Yu et al. examined the impact of affinity on the activity of immunomodulatory antibodies, and showed that lower affinities delivered greater agonism through increased FcγR-independent receptor clustering. A low-affinity anti-CD40 monoclonal antibody exhibited stronger agonistic activity and more effective antitumor activity in vivo compared with the high-affinity parent antibody. More potent agonism mediated by lower affinity could also be recapitulated for a human anti-CD40 antibody.
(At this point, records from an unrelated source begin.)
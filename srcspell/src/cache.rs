//! Memoized correctness results in front of the dictionary store.

use std::sync::Arc;

use hashbrown::HashMap;
use parking_lot::RwLock;
use smol_str::SmolStr;

use crate::custom::CustomWordRegistry;
use crate::store::{DictionaryStore, Lookup};

/// Memoizes `(language, word)` correctness so repeated checks skip the
/// dictionary.
///
/// Custom words always win. A language without a dictionary cannot
/// confirm a misspelling, so its words read as correct. Concurrent
/// readers and writers are fine; a lost update costs at most one extra
/// dictionary call.
pub struct CorrectnessCache {
    store: Arc<DictionaryStore>,
    custom: Arc<CustomWordRegistry>,
    entries: RwLock<HashMap<(SmolStr, SmolStr), bool>>,
}

impl CorrectnessCache {
    /// Cache sitting in front of `store` and `custom`.
    pub fn new(store: Arc<DictionaryStore>, custom: Arc<CustomWordRegistry>) -> CorrectnessCache {
        CorrectnessCache {
            store,
            custom,
            entries: RwLock::new(HashMap::new()),
        }
    }

    /// Whether `word` is correct for `language`.
    pub fn is_correct(&self, language: &str, word: &str) -> bool {
        if self.custom.is_custom_word(language, word) {
            return true;
        }

        let key = (SmolStr::new(language), SmolStr::new(word));
        if let Some(&correct) = self.entries.read().get(&key) {
            return correct;
        }

        let correct = !matches!(self.store.check(language, word), Lookup::Incorrect);
        self.entries.write().insert(key, correct);
        correct
    }

    /// Marks `word` correct for `language`, overwriting any cached
    /// negative, so a freshly approved word is accepted without another
    /// dictionary call.
    pub fn mark_correct(&self, language: &str, word: &str) {
        self.entries
            .write()
            .insert((SmolStr::new(language), SmolStr::new(word)), true);
    }
}

#[cfg(test)]
mod tests {
    use super::*;
    use crate::store::test_support::test_source;

    fn cache(custom_root: &std::path::Path) -> CorrectnessCache {
        CorrectnessCache::new(
            Arc::new(DictionaryStore::new(test_source(), 10)),
            Arc::new(CustomWordRegistry::new(custom_root)),
        )
    }

    #[test]
    fn dictionary_results_are_memoized_and_returned() {
        let dir = tempfile::tempdir().unwrap();
        let cache = cache(dir.path());

        assert!(cache.is_correct("en_US", "sender"));
        assert!(!cache.is_correct("en_US", "Hifi"));
        // the repeated query is served from the memo map
        assert!(!cache.is_correct("en_US", "Hifi"));
    }

    #[test]
    fn adding_a_custom_word_flips_a_cached_negative() {
        let dir = tempfile::tempdir().unwrap();
        let cache = cache(dir.path());

        assert!(!cache.is_correct("en_US", "Hifi"));

        cache.custom.add_word("en_US", "Hifi");
        cache.mark_correct("en_US", "Hifi");

        assert!(cache.is_correct("en_US", "Hifi"));
    }

    #[test]
    fn custom_words_win_without_a_dictionary() {
        let dir = tempfile::tempdir().unwrap();
        let cache = cache(dir.path());

        cache.custom.add_word("tlh_TLH", "Qapla");
        assert!(cache.is_correct("tlh_TLH", "Qapla"));
    }

    #[test]
    fn missing_dictionary_reads_as_correct() {
        let dir = tempfile::tempdir().unwrap();
        let cache = cache(dir.path());

        // no dictionary for de_DE in the test source: fail open
        assert!(cache.is_correct("de_DE", "Temprature"));
    }
}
Lowering the affinity converted an inert therapeutic anti-4-1BB antibody (utomilumab) and an antagonistic therapeutic anti-PD-1 antibody (nivolumab) into agonists.
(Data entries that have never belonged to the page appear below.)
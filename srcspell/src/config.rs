//! Engine configuration supplied by the host.

use std::path::PathBuf;

use serde::{Deserialize, Serialize};

use crate::types::{Language, TextKind};

/// Host-supplied configuration for one engine context.
///
/// Loading and merging configuration files is the host's business; the
/// engine only reads the resulting value. Each text kind can carry its own
/// candidate-language list so an identifier can be held to different
/// languages than a comment; kinds without a list use the default one.
#[derive(Clone, Debug, Serialize, Deserialize)]
#[serde(default)]
pub struct EngineConfig {
    /// Languages used when no kind-specific list is configured.
    pub default_languages: Vec<Language>,
    /// Languages for identifier checks.
    pub identifier_languages: Option<Vec<Language>>,
    /// Languages for prose: comments and documentation text.
    pub prose_languages: Option<Vec<Language>>,
    /// Languages for attribute-argument strings.
    pub attribute_argument_languages: Option<Vec<Language>>,
    /// Folder holding one custom word list per language.
    pub custom_words_folder: PathBuf,
    /// Base URL of the remote grammar service, if any.
    pub grammar_endpoint: Option<String>,
    /// Seconds before a grammar request is abandoned.
    pub grammar_timeout_secs: u64,
    /// Maximum number of suggestions kept per language.
    pub n_best: usize,
}

impl Default for EngineConfig {
    fn default() -> EngineConfig {
        EngineConfig {
            default_languages: vec![],
            identifier_languages: None,
            prose_languages: None,
            attribute_argument_languages: None,
            custom_words_folder: PathBuf::from("custom-words"),
            grammar_endpoint: None,
            grammar_timeout_secs: 10,
            n_best: 10,
        }
    }
}

impl EngineConfig {
    /// Candidate languages for `kind`, falling back to the default list.
    pub fn languages_for(&self, kind: TextKind) -> &[Language] {
        let specific = match kind {
            TextKind::Identifier => &self.identifier_languages,
            TextKind::Prose => &self.prose_languages,
            TextKind::AttributeArgument => &self.attribute_argument_languages,
        };
        specific.as_deref().unwrap_or(&self.default_languages)
    }
}

#[cfg(test)]
mod tests {
    use super::*;

    #[test]
    fn kind_specific_lists_override_the_default() {
        let mut config = EngineConfig::default();
        config.default_languages = vec![Language::new("en_US", "en-US")];
        config.prose_languages = Some(vec![
            Language::new("en_US", "en-US"),
            Language::new("de_DE", "de-DE"),
        ]);

        assert_eq!(config.languages_for(TextKind::Identifier).len(), 1);
        assert_eq!(config.languages_for(TextKind::Prose).len(), 2);
    }

    #[test]
    fn deserializes_with_defaults() {
        let config: EngineConfig = serde_json::from_str(
            r#"{ "default_languages": [{ "dictionary_code": "en_US", "remote_code": "en-US" }] }"#,
        )
        .unwrap();

        assert_eq!(config.n_best, 10);
        assert_eq!(config.grammar_timeout_secs, 10);
        assert!(config.grammar_endpoint.is_none());
        assert_eq!(config.default_languages[0].dictionary_code, "en_US");
    }
}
Contributed by Shishir Pant
ABSTRACT: Antibody responses during infection and vaccination typically undergo affinity maturation to achieve high-affinity binding for efficient neutralization of pathogens(1,2). Similarly, high affinity is routinely the goal for therapeutic antibody generation. However, in contrast to naturally occurring or direct-targeting therapeutic antibodies, immunomodulatory antibodies, which are designed to modulate receptor signalling, have not been widely examined for their affinity-function relationship. Here we examine three separate immunologically important receptors spanning two receptor superfamilies: CD40, 4-1BB and PD-1. We show that low rather than high affinity delivers greater activity through increased clustering. This approach delivered higher immune cell activation, in vivo T_cell expansion and antitumour activity in the case of CD40. Moreover, an inert anti-4-1BB monoclonal antibody was transformed into an agonist. Low-affinity variants of the clinically important antagonistic anti-PD-1 monoclonal antibody nivolumab also mediated more potent signalling and affected T_cell activation. These findings reveal a new paradigm for augmenting agonism across diverse receptor families and shed light on the mechanism of antibody-mediated receptor signalling. Such affinity engineering offers a rational, efficient and highly tuneable solution to deliver antibody-mediated receptor activity across a range of potencies suitable for translation to the treatment of human disease.